> [Listed entries]
+++++

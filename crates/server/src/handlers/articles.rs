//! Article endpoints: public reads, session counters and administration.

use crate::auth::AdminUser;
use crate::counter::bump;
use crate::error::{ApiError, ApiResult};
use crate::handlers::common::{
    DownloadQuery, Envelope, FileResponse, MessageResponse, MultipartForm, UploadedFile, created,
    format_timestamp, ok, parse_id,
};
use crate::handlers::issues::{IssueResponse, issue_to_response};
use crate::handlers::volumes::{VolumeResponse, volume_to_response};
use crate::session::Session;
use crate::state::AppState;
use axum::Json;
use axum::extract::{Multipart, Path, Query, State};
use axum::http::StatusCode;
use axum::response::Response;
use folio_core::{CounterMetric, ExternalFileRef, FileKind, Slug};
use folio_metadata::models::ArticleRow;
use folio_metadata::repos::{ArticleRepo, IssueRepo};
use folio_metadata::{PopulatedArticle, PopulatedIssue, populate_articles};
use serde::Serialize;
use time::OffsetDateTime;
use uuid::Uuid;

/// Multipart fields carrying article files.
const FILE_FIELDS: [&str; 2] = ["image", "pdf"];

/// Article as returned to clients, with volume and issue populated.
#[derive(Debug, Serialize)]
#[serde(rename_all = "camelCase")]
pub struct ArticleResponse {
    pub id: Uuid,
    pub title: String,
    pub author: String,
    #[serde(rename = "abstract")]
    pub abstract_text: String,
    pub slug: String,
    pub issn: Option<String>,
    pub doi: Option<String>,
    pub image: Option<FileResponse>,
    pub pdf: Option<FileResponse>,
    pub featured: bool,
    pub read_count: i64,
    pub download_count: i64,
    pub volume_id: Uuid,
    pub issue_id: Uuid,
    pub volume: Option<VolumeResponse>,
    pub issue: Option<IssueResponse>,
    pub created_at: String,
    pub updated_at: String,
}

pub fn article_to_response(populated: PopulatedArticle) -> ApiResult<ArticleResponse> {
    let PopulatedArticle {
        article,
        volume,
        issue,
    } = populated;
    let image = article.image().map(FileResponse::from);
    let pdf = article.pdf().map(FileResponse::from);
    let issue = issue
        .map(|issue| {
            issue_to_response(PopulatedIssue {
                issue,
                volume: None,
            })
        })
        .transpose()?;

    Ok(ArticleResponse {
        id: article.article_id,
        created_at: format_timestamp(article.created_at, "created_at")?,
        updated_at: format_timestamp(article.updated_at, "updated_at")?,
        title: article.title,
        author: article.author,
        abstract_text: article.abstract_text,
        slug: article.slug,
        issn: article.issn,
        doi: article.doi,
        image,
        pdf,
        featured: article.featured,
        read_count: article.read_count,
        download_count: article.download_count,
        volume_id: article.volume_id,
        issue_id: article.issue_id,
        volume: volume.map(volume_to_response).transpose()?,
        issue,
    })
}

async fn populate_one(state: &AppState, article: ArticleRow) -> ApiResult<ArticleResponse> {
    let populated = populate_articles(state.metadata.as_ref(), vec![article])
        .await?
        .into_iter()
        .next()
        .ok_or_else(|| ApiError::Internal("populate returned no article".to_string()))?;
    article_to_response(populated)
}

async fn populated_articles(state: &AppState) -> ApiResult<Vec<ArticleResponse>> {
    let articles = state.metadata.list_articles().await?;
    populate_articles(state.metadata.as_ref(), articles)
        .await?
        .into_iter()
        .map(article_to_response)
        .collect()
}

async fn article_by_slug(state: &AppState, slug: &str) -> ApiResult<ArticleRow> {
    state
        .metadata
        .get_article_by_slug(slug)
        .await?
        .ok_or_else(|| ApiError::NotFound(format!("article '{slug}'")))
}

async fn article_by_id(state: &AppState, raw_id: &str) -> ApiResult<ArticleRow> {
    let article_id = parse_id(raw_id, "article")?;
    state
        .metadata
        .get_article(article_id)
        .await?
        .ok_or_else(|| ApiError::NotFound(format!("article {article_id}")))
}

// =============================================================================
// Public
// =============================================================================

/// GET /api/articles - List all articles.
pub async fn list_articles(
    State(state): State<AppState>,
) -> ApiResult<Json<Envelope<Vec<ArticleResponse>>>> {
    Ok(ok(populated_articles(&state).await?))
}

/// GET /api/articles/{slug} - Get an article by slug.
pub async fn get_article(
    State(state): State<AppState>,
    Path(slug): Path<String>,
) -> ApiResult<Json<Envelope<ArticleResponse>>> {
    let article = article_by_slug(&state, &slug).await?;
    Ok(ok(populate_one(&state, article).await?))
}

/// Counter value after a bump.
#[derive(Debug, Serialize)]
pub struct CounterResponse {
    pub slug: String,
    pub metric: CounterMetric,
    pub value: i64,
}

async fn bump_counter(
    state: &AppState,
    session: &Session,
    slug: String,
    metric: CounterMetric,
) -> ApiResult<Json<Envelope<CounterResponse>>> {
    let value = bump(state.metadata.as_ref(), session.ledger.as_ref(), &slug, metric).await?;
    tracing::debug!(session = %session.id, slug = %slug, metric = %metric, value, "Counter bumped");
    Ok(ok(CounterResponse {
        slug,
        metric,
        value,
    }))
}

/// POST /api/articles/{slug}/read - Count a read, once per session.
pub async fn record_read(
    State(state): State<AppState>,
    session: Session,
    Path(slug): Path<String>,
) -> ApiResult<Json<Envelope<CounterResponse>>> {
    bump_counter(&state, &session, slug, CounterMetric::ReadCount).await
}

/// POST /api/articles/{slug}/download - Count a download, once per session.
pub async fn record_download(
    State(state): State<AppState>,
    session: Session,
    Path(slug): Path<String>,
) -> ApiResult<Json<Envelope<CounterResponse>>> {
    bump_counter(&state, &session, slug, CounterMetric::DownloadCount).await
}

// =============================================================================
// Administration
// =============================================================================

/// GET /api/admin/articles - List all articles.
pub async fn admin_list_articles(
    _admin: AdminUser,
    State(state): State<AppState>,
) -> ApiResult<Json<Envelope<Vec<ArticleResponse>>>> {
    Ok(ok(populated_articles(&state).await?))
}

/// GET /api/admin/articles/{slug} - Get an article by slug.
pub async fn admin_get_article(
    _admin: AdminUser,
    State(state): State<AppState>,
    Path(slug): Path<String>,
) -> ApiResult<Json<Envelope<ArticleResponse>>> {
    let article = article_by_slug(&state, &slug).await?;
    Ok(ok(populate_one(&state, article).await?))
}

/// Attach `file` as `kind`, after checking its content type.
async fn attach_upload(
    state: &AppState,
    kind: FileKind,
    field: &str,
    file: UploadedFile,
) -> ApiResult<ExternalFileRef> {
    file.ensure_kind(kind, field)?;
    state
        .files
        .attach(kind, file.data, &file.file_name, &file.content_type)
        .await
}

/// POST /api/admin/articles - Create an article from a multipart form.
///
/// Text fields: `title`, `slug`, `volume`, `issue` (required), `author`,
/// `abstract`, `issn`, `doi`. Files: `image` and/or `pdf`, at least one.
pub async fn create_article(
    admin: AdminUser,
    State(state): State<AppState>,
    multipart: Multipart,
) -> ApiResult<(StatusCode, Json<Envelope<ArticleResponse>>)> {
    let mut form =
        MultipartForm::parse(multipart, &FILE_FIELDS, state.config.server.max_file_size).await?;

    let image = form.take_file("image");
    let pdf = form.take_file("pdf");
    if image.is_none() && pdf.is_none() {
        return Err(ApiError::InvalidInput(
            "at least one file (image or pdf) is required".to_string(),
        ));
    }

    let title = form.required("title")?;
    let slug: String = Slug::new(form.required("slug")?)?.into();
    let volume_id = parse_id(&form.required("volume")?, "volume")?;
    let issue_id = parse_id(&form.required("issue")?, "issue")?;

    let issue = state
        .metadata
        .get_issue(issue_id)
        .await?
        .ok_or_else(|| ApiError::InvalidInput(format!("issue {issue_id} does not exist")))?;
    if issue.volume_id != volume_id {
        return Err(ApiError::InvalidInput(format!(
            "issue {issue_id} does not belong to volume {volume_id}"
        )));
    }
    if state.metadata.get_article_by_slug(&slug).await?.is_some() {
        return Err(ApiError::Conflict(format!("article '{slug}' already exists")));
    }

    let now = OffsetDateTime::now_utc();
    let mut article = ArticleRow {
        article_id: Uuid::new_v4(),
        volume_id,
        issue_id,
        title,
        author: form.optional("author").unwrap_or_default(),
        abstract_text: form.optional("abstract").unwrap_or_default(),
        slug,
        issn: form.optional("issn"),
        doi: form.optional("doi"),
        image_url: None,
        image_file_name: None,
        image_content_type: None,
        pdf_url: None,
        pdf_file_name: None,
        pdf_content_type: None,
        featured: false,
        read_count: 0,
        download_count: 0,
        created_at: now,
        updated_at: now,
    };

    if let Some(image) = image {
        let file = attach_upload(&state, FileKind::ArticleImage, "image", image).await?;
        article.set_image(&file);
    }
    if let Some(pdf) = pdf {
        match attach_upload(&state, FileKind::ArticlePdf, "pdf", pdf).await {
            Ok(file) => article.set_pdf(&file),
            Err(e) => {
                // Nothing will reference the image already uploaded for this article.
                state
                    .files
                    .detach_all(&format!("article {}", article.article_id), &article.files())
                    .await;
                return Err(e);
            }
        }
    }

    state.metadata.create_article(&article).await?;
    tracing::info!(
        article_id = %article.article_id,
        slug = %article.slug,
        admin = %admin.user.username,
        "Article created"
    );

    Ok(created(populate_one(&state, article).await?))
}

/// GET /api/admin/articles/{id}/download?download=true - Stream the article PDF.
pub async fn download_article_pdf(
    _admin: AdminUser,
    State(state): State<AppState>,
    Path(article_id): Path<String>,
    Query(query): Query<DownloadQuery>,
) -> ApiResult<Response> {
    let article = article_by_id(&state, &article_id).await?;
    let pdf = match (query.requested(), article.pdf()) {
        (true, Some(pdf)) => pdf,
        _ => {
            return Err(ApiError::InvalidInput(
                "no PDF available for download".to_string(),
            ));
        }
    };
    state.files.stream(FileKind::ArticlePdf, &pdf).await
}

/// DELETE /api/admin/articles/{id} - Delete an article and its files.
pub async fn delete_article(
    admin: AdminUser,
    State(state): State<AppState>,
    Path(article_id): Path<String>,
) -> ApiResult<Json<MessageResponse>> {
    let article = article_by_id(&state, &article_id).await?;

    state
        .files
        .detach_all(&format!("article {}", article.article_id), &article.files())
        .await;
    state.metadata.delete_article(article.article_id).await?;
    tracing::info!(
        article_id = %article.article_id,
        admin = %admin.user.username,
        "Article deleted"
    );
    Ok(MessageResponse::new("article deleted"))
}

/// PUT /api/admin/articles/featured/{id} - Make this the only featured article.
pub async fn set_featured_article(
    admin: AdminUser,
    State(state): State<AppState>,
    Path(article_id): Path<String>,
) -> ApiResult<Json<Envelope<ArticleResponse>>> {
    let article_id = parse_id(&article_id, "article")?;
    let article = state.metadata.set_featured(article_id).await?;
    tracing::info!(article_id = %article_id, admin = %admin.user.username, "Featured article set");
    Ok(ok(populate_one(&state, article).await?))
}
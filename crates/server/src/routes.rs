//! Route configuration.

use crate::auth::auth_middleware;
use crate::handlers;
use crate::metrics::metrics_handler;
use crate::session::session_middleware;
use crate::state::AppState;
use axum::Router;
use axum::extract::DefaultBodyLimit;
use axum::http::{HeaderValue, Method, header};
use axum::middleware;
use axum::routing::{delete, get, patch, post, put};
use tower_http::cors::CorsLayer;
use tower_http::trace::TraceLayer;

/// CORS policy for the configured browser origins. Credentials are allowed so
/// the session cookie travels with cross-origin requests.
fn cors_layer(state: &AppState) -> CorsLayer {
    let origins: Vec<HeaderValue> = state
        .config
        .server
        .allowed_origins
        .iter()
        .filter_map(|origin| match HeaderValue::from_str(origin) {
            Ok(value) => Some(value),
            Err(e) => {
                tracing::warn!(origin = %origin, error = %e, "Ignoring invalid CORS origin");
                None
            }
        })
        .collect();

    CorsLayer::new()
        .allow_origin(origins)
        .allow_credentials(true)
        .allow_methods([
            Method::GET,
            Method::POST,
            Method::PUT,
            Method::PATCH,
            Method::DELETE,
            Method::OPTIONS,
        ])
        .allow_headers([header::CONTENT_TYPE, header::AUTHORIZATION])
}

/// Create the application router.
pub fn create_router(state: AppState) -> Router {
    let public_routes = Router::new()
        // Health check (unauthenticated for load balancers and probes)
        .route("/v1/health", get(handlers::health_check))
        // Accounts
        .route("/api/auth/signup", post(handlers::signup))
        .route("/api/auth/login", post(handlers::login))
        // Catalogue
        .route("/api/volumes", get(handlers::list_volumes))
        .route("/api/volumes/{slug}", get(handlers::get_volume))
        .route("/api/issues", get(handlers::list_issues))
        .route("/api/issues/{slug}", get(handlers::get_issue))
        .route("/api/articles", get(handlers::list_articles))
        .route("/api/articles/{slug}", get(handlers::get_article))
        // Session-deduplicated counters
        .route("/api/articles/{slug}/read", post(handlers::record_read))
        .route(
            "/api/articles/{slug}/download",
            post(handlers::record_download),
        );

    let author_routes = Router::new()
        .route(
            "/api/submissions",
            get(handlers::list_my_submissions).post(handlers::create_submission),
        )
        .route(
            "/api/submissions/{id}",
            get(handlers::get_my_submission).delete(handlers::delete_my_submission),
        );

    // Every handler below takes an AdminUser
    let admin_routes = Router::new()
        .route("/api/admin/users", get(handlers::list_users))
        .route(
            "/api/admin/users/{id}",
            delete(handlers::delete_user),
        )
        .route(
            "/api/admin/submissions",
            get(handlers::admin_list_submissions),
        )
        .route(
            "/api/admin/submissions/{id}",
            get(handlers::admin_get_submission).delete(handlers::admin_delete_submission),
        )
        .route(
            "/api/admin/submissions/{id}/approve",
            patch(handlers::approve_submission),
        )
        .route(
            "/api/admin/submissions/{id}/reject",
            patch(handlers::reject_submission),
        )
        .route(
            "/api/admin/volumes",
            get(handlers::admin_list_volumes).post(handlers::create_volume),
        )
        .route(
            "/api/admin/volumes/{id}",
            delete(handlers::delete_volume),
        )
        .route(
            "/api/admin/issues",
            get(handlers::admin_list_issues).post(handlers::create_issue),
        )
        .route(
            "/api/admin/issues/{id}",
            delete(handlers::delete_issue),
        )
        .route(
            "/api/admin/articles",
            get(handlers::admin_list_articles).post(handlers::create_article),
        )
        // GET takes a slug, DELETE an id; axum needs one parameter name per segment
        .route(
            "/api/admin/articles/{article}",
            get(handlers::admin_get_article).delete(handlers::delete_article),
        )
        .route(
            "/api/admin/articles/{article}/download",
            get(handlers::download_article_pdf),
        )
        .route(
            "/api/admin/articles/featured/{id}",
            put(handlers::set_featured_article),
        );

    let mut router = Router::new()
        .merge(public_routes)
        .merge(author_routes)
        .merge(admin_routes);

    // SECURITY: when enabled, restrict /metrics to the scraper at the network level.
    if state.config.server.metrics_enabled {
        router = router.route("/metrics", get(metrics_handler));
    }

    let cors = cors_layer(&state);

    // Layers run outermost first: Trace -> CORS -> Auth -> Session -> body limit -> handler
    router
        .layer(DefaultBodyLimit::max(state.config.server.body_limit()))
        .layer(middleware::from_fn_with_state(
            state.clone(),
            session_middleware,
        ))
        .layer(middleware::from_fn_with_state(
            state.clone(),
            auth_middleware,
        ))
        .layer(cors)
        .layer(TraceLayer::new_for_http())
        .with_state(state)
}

+++++

> [Problem to work on] Identify each line in the entries with the word "TraceLayer" and copy it.

> [Written reply]
use tower_http::trace::TraceLayer;
        .layer(TraceLayer::new_for_http())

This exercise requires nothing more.